Three lawsuits were filed against the CCA by chiropractors who didn't agree with the results of the review, two of these reviews resulted in actions by the California state board. There were an additional two lawsuits filed by DCs for other reasons. When the CCA notified MGIC of the litigations, it was discovered that MGIC had assigned the policy to CNA Insurance Company, a subsidiary American Casualty, without ever notifying the CCA.
When CCA notified CNA, it was told that CNA would neither affirm or deny coverage. Thus, neither CNA or MGIC would agree to cover the litigations. The CCA was also told that neither company would pay expenses as they occurred. In addition, CNA cancelled the CCA policy prior to the completion of the term.
This left the CCA with the burden of carrying the costs of the lawsuits. Even though the CCA won all five cases, they were not able to be awarded legal fees. The lawsuits caused the CCA to have to divert funds from member services.
"A non-profit association, and all businesses, need to be able to depend on their insurer to cover them in their times of need." said Gary Cuneo, executive director of the CCA. "For our liability insurer, CNA, to turn its back on us when we most needed them was the epitome of bad faith."
The CCA had two other insurance policies that it hoped to rely on in this situation: a premises liability policy from U.S. Federal and Guarantee (USF&G) and the malpractice insurance policies of the individual peer reviewers provided by the National Chiropractic Mutual Insurance Company (NCMIC).
NCMIC and USF&G supported the CCA's efforts by agreeing to advance the legal fees necessary to sue CNA and MGIC with the agreement that the additional amount advanced would be reimbursed if the CCA won the lawsuits.
With MGIC's and CNA's failure to affirm coverage and their refusal to pay legal expenses after the fact, the CCA was left with only one alternative: On December 16, 1985, the CCA attorney Michael J. Schroeder, filed suit against both CNA and MGIC. CCA claimed that the two companies were guilty of bad faith, fraud, intentional misrepresentation, negligent misrepresentation, breach of statutory duties, and breach of fiduciary duties.
The pre-trial process was very long and difficult. The two insurance companies were very uncooperative.

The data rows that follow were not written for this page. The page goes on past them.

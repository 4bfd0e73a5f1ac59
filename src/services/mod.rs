//! Business logic services

pub mod qr;
pub mod visitors;

use std::sync::Arc;

use crate::store::DocumentStore;

/// Container for all services
#[derive(Clone)]
pub struct Services {
    pub visitors: visitors::VisitorsService,
}

impl Services {
    /// Create all services backed by the given document store
    pub fn new(store: Arc<dyn DocumentStore>) -> Self {
        Self {
            visitors: visitors::VisitorsService::new(store),
        }
    }
}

This caused many motions to have to be filed and refiled. "For five years CNA made it difficult to obtain documents, filing delaying motions and generally tried to draw the case out until we would just quit", remarked Willard Smith, D.C., president of the CCA. "We didn't quit because we knew we were right and we refused to let this insurer get away with not honoring our policy."

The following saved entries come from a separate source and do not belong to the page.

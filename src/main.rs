//! Visitor Check-in Kiosk Server

use std::net::SocketAddr;
use std::sync::Arc;

use axum::{
    routing::{get, post, put},
    Router,
};
use tower_http::{
    cors::{Any, CorsLayer},
    trace::TraceLayer,
};
use tracing_subscriber::{layer::SubscriberExt, util::SubscriberInitExt};

use kiosk_server::{
    api,
    config::{AppConfig, StoreBackend},
    pages,
    services::Services,
    store::{DocumentStore, HttpDocumentStore, MemoryDocumentStore},
    AppState,
};

#[tokio::main]
async fn main() -> anyhow::Result<()> {
    // Load environment variables from .env file
    dotenvy::dotenv().ok();

    // Load configuration
    let config = AppConfig::load().expect("Failed to load configuration");

    // Initialize tracing
    let filter = tracing_subscriber::EnvFilter::try_from_default_env()
        .unwrap_or_else(|_| format!("kiosk_server={},tower_http=debug", config.logging.level).into());

    if config.logging.format == "json" {
        tracing_subscriber::registry()
            .with(filter)
            .with(tracing_subscriber::fmt::layer().json())
            .init();
    } else {
        tracing_subscriber::registry()
            .with(filter)
            .with(tracing_subscriber::fmt::layer())
            .init();
    }

    tracing::info!("Starting Kiosk Server v{}", env!("CARGO_PKG_VERSION"));

    // Connect the document store backend
    let store: Arc<dyn DocumentStore> = match config.store.backend {
        StoreBackend::Http => {
            tracing::info!("Using HTTP document store at {}", config.store.base_url);
            Arc::new(HttpDocumentStore::new(&config.store).expect("Failed to build store client"))
        }
        StoreBackend::Memory => {
            tracing::info!("Using in-memory document store");
            Arc::new(MemoryDocumentStore::new())
        }
    };

    if config.tenant.school_id.is_none() {
        tracing::warn!("No school_id configured; every write will be rejected");
    }

    // Save server address before moving config
    let server_host = config.server.host.clone();
    let server_port = config.server.port;

    // Create application state
    let state = AppState {
        config: Arc::new(config),
        services: Arc::new(Services::new(store)),
    };

    // Build router
    let app = create_router(state);

    // Start server
    let addr = SocketAddr::new(
        server_host.parse().expect("Invalid host address"),
        server_port,
    );

    tracing::info!("Server listening on http://{}", addr);

    let listener = tokio::net::TcpListener::bind(addr).await?;
    axum::serve(listener, app).await?;

    Ok(())
}

/// Create the application router with all routes
fn create_router(state: AppState) -> Router {
    // CORS configuration
    let cors = CorsLayer::new()
        .allow_origin(Any)
        .allow_methods(Any)
        .allow_headers(Any);

    // Kiosk pages
    let kiosk = Router::new()
        .route("/", get(pages::landing::landing))
        .route("/test-qr", get(pages::test_qr::test_qr))
        .route("/visitor/form", get(pages::form::show_form))
        .route("/visitor/form", post(pages::form::submit_form))
        .route("/visitor/scan", get(pages::scan::scan_intake))
        .with_state(state.clone());

    // API v1 routes
    let api_v1 = Router::new()
        // Health check
        .route("/health", get(api::health::health_check))
        .route("/ready", get(api::health::readiness_check))
        // Visitors
        .route("/visitors", post(api::visitors::create_visitor))
        .route("/visitors/:id", get(api::visitors::get_visitor))
        .route("/visitors/:id", put(api::visitors::update_visitor))
        .with_state(state);

    // OpenAPI documentation
    let openapi = api::openapi::create_openapi_router();

    Router::new()
        .merge(kiosk)
        .nest("/api/v1", api_v1)
        .merge(openapi)
        .layer(TraceLayer::new_for_http())
        .layer(cors)
}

In June of 1989, the court heard a motion for summary ajudication. The court was asked to rule on whether:
- the claims were covered by the policy;
- the claims were made in a timely manner; - that the CCA's defense cost should have been paid by the insurance company as incurred; and - that the failure to accept or reject the CCA's claim was a breach of the policy.
The judge ruled in favor of the CCA on all counts.
At this point, CNA decided they might want to settle, but at what cost? CNA's portion of the $450,000 legal defense claim would have probably been no more than $150,000 if the insurance companies involved had settled the claims as presented.
In July of 1990, CNA offered $44,000 to settle. In September, they offered $100,000. Then, one week prior to the date of the actual trial, CNA settled for the sum of $2.1 million and an agreement to testify against MGIC.
The efforts of the CCA and their attorney Michael Schroeder paid off and then some. The support extended by NCMIC and USF&G was repaid. This left the CCA with the funds necessary to continue to pursue MGIC, who first wrote the policy, through the trial period in order to recover the CCA's remaining damages.
Reflecting on the recent victory against CNA, Attorney Schroeder remarked: "We are extremely pleased with the resolution of our lawsuit with CNA. This $2.1 million settlement will send a message to insurance companies that they cannot continue to ignore the claims of their chiropractic insureds with impunity. Let there be no doubt that other such suits will be brought in the future on behalf of chiropractic doctors and their patients."
The MGIC trial is currently in progress and will continue for another few weeks. MGIC initially offered to settle for $25,000. They have upped the ante to $100,000. How much MGIC will ultimately pay is up to the jury to decide, but you can rest assured that this experience is one that neither MGIC nor CNA will soon forget.